Para conversar sobre o assunto, o Insectum convidou a professora do Instituto de Ciências Biológicas e da Saúde da UFV-Rio Paranaíba Daniela Santos Martins Silva, que é especialista em estudos sobre gafanhotos. De acordo com ela, a ciência conhece bem a espécie e sabe que suas populações geram muitos novos indivíduos a cada dois ou três anos. As mudanças climáticas experimentadas na atualidade, no entanto, podem ter intensificado este processo natural: “a América do Sul está passando por um período quente e de seca e alguns estudos indicam que esta combinação é importante para o desenvolvimento do animal”.

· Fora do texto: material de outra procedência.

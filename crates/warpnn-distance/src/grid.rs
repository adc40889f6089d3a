//! Banded rolling-row engine for min-cost alignment recurrences.
//!
//! DTW, WDTW, ERP, MSM and TWE differ only in the cost of a single step, so
//! they share this loop. The engine owns band clipping, the two rolling rows,
//! early abandoning and the propagation of each cell's warping reach.

use crate::constraint::BandConstraint;

/// Accumulated cost of a grid cell and the widest `|i - j|` on its chosen predecessor chain.
#[derive(Debug, Clone, Copy, PartialEq)]
pub(crate) struct Cell {
    pub(crate) cost: f64,
    pub(crate) reach: usize,
}

impl Cell {
    pub(crate) const UNREACHABLE: Self = Self {
        cost: f64::INFINITY,
        reach: 0,
    };
}

/// Which predecessor a cell extends.
#[derive(Debug, Clone, Copy, PartialEq, Eq)]
pub(crate) enum Step {
    Diagonal,
    Up,
    Left,
}

/// Pick the cheapest of three candidate costs; diagonal wins ties, then up.
pub(crate) fn prefer_diagonal(diag: f64, up: f64, left: f64) -> (f64, Step) {
    if diag <= up && diag <= left {
        (diag, Step::Diagonal)
    } else if up <= left {
        (up, Step::Up)
    } else {
        (left, Step::Left)
    }
}

/// Alignment grid of `rows x cols` cells restricted by a band.
#[derive(Debug, Clone, Copy)]
pub(crate) struct Grid {
    rows: usize,
    cols: usize,
    constraint: BandConstraint,
}

impl Grid {
    pub(crate) fn new(rows: usize, cols: usize, constraint: BandConstraint) -> Self {
        debug_assert!(rows > 0 && cols > 0);
        Self {
            rows,
            cols,
            constraint,
        }
    }

    /// Evaluate a min-cost recurrence and return the final cell `(rows-1, cols-1)`.
    ///
    /// `origin` is the cost of cell `(0, 0)`. For every other admitted cell,
    /// `step(i, j, diag, up, left)` receives the accumulated costs of the three
    /// predecessors (`f64::INFINITY` when a predecessor is outside the grid or
    /// the band) and returns the cell's accumulated cost together with the
    /// predecessor it extends.
    ///
    /// Every path crosses every row, and step costs are non-negative, so a
    /// completed row whose minimum is `>= cutoff` proves the result is too.
    /// The final cell is checked against `cutoff` as well: a finite cost is
    /// returned only when it is strictly below the cutoff.
    pub(crate) fn min_cost<F>(&self, origin: f64, cutoff: f64, mut step: F) -> Cell
    where
        F: FnMut(usize, usize, f64, f64, f64) -> (f64, Step),
    {
        let mut prev = vec![Cell::UNREACHABLE; self.cols];
        let mut curr = vec![Cell::UNREACHABLE; self.cols];
        let mut prev_range = 0..0;

        for i in 0..self.rows {
            let range = self.constraint.column_range(i, self.cols);
            let mut row_min = f64::INFINITY;

            for j in range.clone() {
                let cell = if i == 0 && j == 0 {
                    Cell {
                        cost: origin,
                        reach: 0,
                    }
                } else {
                    let diag = if i > 0 && j > 0 && prev_range.contains(&(j - 1)) {
                        prev[j - 1]
                    } else {
                        Cell::UNREACHABLE
                    };
                    let up = if i > 0 && prev_range.contains(&j) {
                        prev[j]
                    } else {
                        Cell::UNREACHABLE
                    };
                    let left = if j > range.start {
                        curr[j - 1]
                    } else {
                        Cell::UNREACHABLE
                    };

                    let (cost, from) = step(i, j, diag.cost, up.cost, left.cost);
                    let parent = match from {
                        Step::Diagonal => diag,
                        Step::Up => up,
                        Step::Left => left,
                    };
                    Cell {
                        cost,
                        reach: parent.reach.max(i.abs_diff(j)),
                    }
                };
                curr[j] = cell;
                row_min = row_min.min(cell.cost);
            }

            if row_min >= cutoff {
                return Cell::UNREACHABLE;
            }

            prev_range = range;
            std::mem::swap(&mut prev, &mut curr);
        }

        // After the final swap, `prev` holds the last completed row.
        let last = self.cols - 1;
        if !prev_range.contains(&last) {
            return Cell::UNREACHABLE;
        }
        let end = prev[last];
        if end.cost >= cutoff {
            return Cell::UNREACHABLE;
        }
        end
    }
}

#[cfg(test)]
mod tests {
    use super::*;

    fn squared(a: &[f64], b: &[f64], constraint: BandConstraint, cutoff: f64) -> Cell {
        Grid::new(a.len(), b.len(), constraint).min_cost((a[0] - b[0]).powi(2), cutoff, |i, j, d, u, l| {
            let (best, from) = prefer_diagonal(d, u, l);
            (best + (a[i] - b[j]).powi(2), from)
        })
    }

    #[test]
    fn tie_break_prefers_diagonal_then_up() {
        assert_eq!(prefer_diagonal(1.0, 1.0, 1.0), (1.0, Step::Diagonal));
        assert_eq!(prefer_diagonal(2.0, 1.0, 1.0), (1.0, Step::Up));
        assert_eq!(prefer_diagonal(2.0, 3.0, 1.0), (1.0, Step::Left));
    }

    #[test]
    fn diagonal_only_band_sums_lockstep_costs() {
        let cell = squared(&[0.0, 0.0, 0.0], &[1.0, 1.0, 1.0], BandConstraint::SakoeChibaRadius(0), f64::INFINITY);
        assert_eq!(cell, Cell { cost: 3.0, reach: 0 });
    }

    #[test]
    fn unreachable_end_cell_is_infinite() {
        // |n - m| = 2 exceeds the band radius of 1.
        let cell = squared(&[0.0, 1.0, 2.0, 3.0], &[0.0, 1.0], BandConstraint::SakoeChibaRadius(1), f64::INFINITY);
        assert_eq!(cell.cost, f64::INFINITY);
    }

    #[test]
    fn abandons_when_row_minimum_reaches_cutoff() {
        let a = [0.0, 0.0, 0.0, 0.0];
        let b = [5.0, 5.0, 5.0, 5.0];
        let cell = squared(&a, &b, BandConstraint::Unconstrained, 25.0);
        assert_eq!(cell.cost, f64::INFINITY);
    }

    #[test]
    fn reach_follows_chosen_predecessors() {
        let a = [0.0, 1.0, 0.0, 0.0];
        let b = [0.0, 0.0, 1.0, 0.0];
        let cell = squared(&a, &b, BandConstraint::Unconstrained, f64::INFINITY);
        assert_eq!(cell, Cell { cost: 0.0, reach: 1 });
    }
}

Já a migração é uma resposta da S. cancellata tanto às mudanças climáticas quanto ao aumento das densidades das populações. Segundo Daniela, quando muitos novos indivíduos são gerados, a espécie passa por transformações fisiológicas e deixa de se comportar de maneira solitária para se comportar de maneira gregária, em busca de alimento e local para reprodução. “Isto inclui o deslocamento em grupo, geralmente a favor dos ventos. Forma-se o que é popularmente conhecido como ‘nuvem’ e tecnicamente chamado de pululação”. Estimativas indicam que esse deslocamento pode ser de até 150 quilômetros por dia, ela explica.

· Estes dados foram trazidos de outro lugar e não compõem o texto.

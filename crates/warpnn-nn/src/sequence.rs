//! Labelled, possibly multi-channel sequences.

use warpnn_distance::{DistanceError, TimeSeries, TimeSeriesView};

use crate::error::SequenceError;
use crate::label::ClassLabel;

/// One labelled example: one or more equally long channels plus a class.
///
/// Channel 0 is the primary channel; every kernel and cache statistic reads
/// it. Further channels ride along for transforms and I/O.
#[derive(Debug, Clone, PartialEq)]
pub struct Sequence {
    channels: Vec<TimeSeries>,
    label: ClassLabel,
}

impl Sequence {
    /// Create a sequence from its channels.
    ///
    /// # Errors
    ///
    /// | Variant | Condition |
    /// |---|---|
    /// | [`SequenceError::NoChannels`] | `channels` is empty |
    /// | [`SequenceError::ChannelLengthMismatch`] | A channel differs in length from channel 0 |
    pub fn new(channels: Vec<TimeSeries>, label: ClassLabel) -> Result<Self, SequenceError> {
        check_channels(&channels)?;
        Ok(Self { channels, label })
    }

    /// Create a single-channel sequence.
    #[must_use]
    pub fn univariate(series: TimeSeries, label: ClassLabel) -> Self {
        Self {
            channels: vec![series],
            label,
        }
    }

    /// The primary channel.
    #[must_use]
    pub fn primary(&self) -> &TimeSeries {
        &self.channels[0]
    }

    #[must_use]
    pub fn channels(&self) -> &[TimeSeries] {
        &self.channels
    }

    #[must_use]
    pub fn label(&self) -> ClassLabel {
        self.label
    }

    /// Number of time steps per channel.
    #[must_use]
    pub fn len(&self) -> usize {
        self.primary().len()
    }

    /// Always false; channels are non-empty.
    #[must_use]
    pub fn is_empty(&self) -> bool {
        self.primary().is_empty()
    }

    /// Replace every channel with `f(channel)`.
    ///
    /// The sequence is left untouched if any channel fails.
    ///
    /// # Errors
    ///
    /// | Variant | Condition |
    /// |---|---|
    /// | [`SequenceError::Transform`] | `f` fails on a channel |
    /// | [`SequenceError::ChannelLengthMismatch`] | `f` produced channels of different lengths |
    pub fn transform_in_place<F>(&mut self, mut f: F) -> Result<(), SequenceError>
    where
        F: FnMut(TimeSeriesView<'_>) -> Result<TimeSeries, DistanceError>,
    {
        let transformed = self
            .channels
            .iter()
            .map(|c| f(c.as_view()))
            .collect::<Result<Vec<_>, _>>()?;
        check_channels(&transformed)?;
        self.channels = transformed;
        Ok(())
    }
}

fn check_channels(channels: &[TimeSeries]) -> Result<(), SequenceError> {
    let Some(first) = channels.first() else {
        return Err(SequenceError::NoChannels);
    };
    let expected = first.len();
    match channels.iter().position(|c| c.len() != expected) {
        Some(channel) => Err(SequenceError::ChannelLengthMismatch {
            channel,
            expected,
            found: channels[channel].len(),
        }),
        None => Ok(()),
    }
}

#[cfg(test)]
mod tests {
    use super::*;
    use warpnn_distance::{derivative, z_normalize};

    fn ts(values: &[f64]) -> TimeSeries {
        TimeSeries::new(values.to_vec()).unwrap()
    }

    #[test]
    fn rejects_no_channels() {
        let err = Sequence::new(vec![], ClassLabel::new(0)).unwrap_err();
        assert_eq!(err, SequenceError::NoChannels);
    }

    #[test]
    fn rejects_ragged_channels() {
        let err = Sequence::new(vec![ts(&[1.0, 2.0]), ts(&[1.0])], ClassLabel::new(0)).unwrap_err();
        assert_eq!(
            err,
            SequenceError::ChannelLengthMismatch { channel: 1, expected: 2, found: 1 }
        );
    }

    #[test]
    fn derivative_shortens_every_channel() {
        let mut s = Sequence::new(
            vec![ts(&[0.0, 1.0, 2.0, 3.0]), ts(&[4.0, 2.0, 0.0, -2.0])],
            ClassLabel::new(1),
        )
        .unwrap();
        s.transform_in_place(derivative).unwrap();
        assert_eq!(s.len(), 2);
        assert_eq!(s.channels()[1].as_ref(), &[-2.0, -2.0]);
        assert_eq!(s.label(), ClassLabel::new(1));
    }

    #[test]
    fn failed_transform_leaves_sequence_unchanged() {
        let mut s = Sequence::univariate(ts(&[3.0, 3.0, 3.0]), ClassLabel::new(0));
        let before = s.clone();
        let err = s.transform_in_place(z_normalize).unwrap_err();
        assert!(matches!(err, SequenceError::Transform(DistanceError::ConstantSeries { .. })));
        assert_eq!(s, before);
    }
}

Qualquer tipo vegetal natural ou cultivado serve de alimento para a espécie, que é capaz de comer quantidades equivalente a 50% ou até a 100% do seu peso por vez, até se sentir saciada. As monoculturas, principalmente, representam uma grande quantidade de alimento disponível e são muito atacadas. “A devastação é intensa”, a professora destaca, deixando claro que o animal não representa perigo direto para a saúde humana, como vetor de doenças, por exemplo.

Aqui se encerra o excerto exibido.